WHAT IS REQUIRED: From the records below, set down exactly the lines starting with the line that contains "once at creation." and going on through the line that contains "sub-modules for convenience;". Nothing else is wanted.

RAW DATA:
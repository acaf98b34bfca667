//! The persisted note entity and title normalization rules.

use serde::{Deserialize, Serialize};

/// Title given to notes whose drafted title is empty or whitespace-only.
pub const PLACEHOLDER_TITLE: &str = "Untitled note";

/// A committed note.
///
/// Serialized field names are camelCase (`createdAt`, `updatedAt`) so the
/// persisted JSON stays readable by earlier deployments of the storage blob.
///
/// Invariants maintained by [`NoteStore`](super::store::NoteStore):
/// `id` is unique across the collection, `created_at` never changes after
/// creation, `updated_at >= created_at`, and `title` is never empty after a
/// committed save.
#[derive(Debug, Clone, PartialEq, Eq, Serialize, Deserialize)]
#[serde(rename_all = "camelCase")]
pub struct Note {
    pub id: String,
    pub title: String,
    pub content: String,
    /// Milliseconds since the Unix epoch, set once at creation.
    pub created_at: i64,
    /// Milliseconds since the Unix epoch, bumped on every committed save.
    pub updated_at: i64,
}

/// Trims `raw` and substitutes [`PLACEHOLDER_TITLE`] when nothing remains.
///
/// Applied at commit time only; drafts may hold whitespace-only titles.
#[must_use]
pub fn normalize_title(raw: &str) -> String {
    let trimmed = raw.trim();
    if trimmed.is_empty() {
        PLACEHOLDER_TITLE.to_string()
    } else {
        trimmed.to_string()
    }
}
//! Core library for Plume — a lightweight, local-first note-taking engine.
//!
//! The primary entry point is [`Workspace`], which owns the committed note
//! collection, the current selection, and the pending draft. All mutations go
//! through `Workspace` methods; every mutation is mirrored to an injected
//! [`StorageMedium`] so the durable copy tracks the in-memory collection.
//!
//! Types are re-exported from their respective sub-modules for convenience;
//! consumers should import from the crate root rather than the `core` module.

pub mod core;

// Re-export commonly used types.
#[doc(inline)]
pub use core::{
    clock::{Clock, ManualClock, SystemClock},
    error::{PlumeError, Result},
    id::new_id,
    note::{Note, PLACEHOLDER_TITLE},
    search::{format_timestamp, present, preview, DEFAULT_PREVIEW_LEN},
    storage::{FileMedium, MemoryMedium, StorageMedium},
    store::NoteStore,
    sync::{Persistence, DEFAULT_STORAGE_KEY},
    workspace::{Draft, EditorState, Workspace},
};
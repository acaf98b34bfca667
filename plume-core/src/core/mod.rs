//! Internal domain modules for the Plume core library.
//!
//! All public types from these modules are re-exported at the crate root
//! with `#[doc(inline)]`; import from there in preference to this module.

pub mod clock;
pub mod codec;
pub mod error;
pub mod id;
pub mod note;
pub mod search;
pub mod storage;
pub mod store;
pub mod sync;
pub mod workspace;

#[doc(inline)]
pub use clock::{Clock, ManualClock, SystemClock};
#[doc(inline)]
pub use error::{PlumeError, Result};
#[doc(inline)]
pub use note::{Note, PLACEHOLDER_TITLE};
#[doc(inline)]
pub use search::{format_timestamp, present, preview, DEFAULT_PREVIEW_LEN};
#[doc(inline)]
pub use storage::{FileMedium, MemoryMedium, StorageMedium};
#[doc(inline)]
pub use store::NoteStore;
#[doc(inline)]
pub use sync::{Persistence, DEFAULT_STORAGE_KEY};
#[doc(inline)]
pub use workspace::{Draft, EditorState, Workspace};
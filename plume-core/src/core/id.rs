//! Note identifier generation.

use uuid::Uuid;

/// Returns a fresh, globally-unique note identifier.
///
/// Backed by a v4 UUID, so no registry of past IDs is needed and collisions
/// are astronomically unlikely for the process lifetime and beyond.
#[must_use]
pub fn new_id() -> String {
    Uuid::new_v4().to_string()
}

REPLY:
    /// Milliseconds since the Unix epoch, set once at creation.
    pub created_at: i64,
    /// Milliseconds since the Unix epoch, bumped on every committed save.
    pub updated_at: i64,
}

/// Trims `raw` and substitutes [`PLACEHOLDER_TITLE`] when nothing remains.
///
/// Applied at commit time only; drafts may hold whitespace-only titles.
#[must_use]
pub fn normalize_title(raw: &str) -> String {
    let trimmed = raw.trim();
    if trimmed.is_empty() {
        PLACEHOLDER_TITLE.to_string()
    } else {
        trimmed.to_string()
    }
}
//! Core library for Plume — a lightweight, local-first note-taking engine.
//!
//! The primary entry point is [`Workspace`], which owns the committed note
//! collection, the current selection, and the pending draft. All mutations go
//! through `Workspace` methods; every mutation is mirrored to an injected
//! [`StorageMedium`] so the durable copy tracks the in-memory collection.
//!
//! Types are re-exported from their respective sub-modules for convenience;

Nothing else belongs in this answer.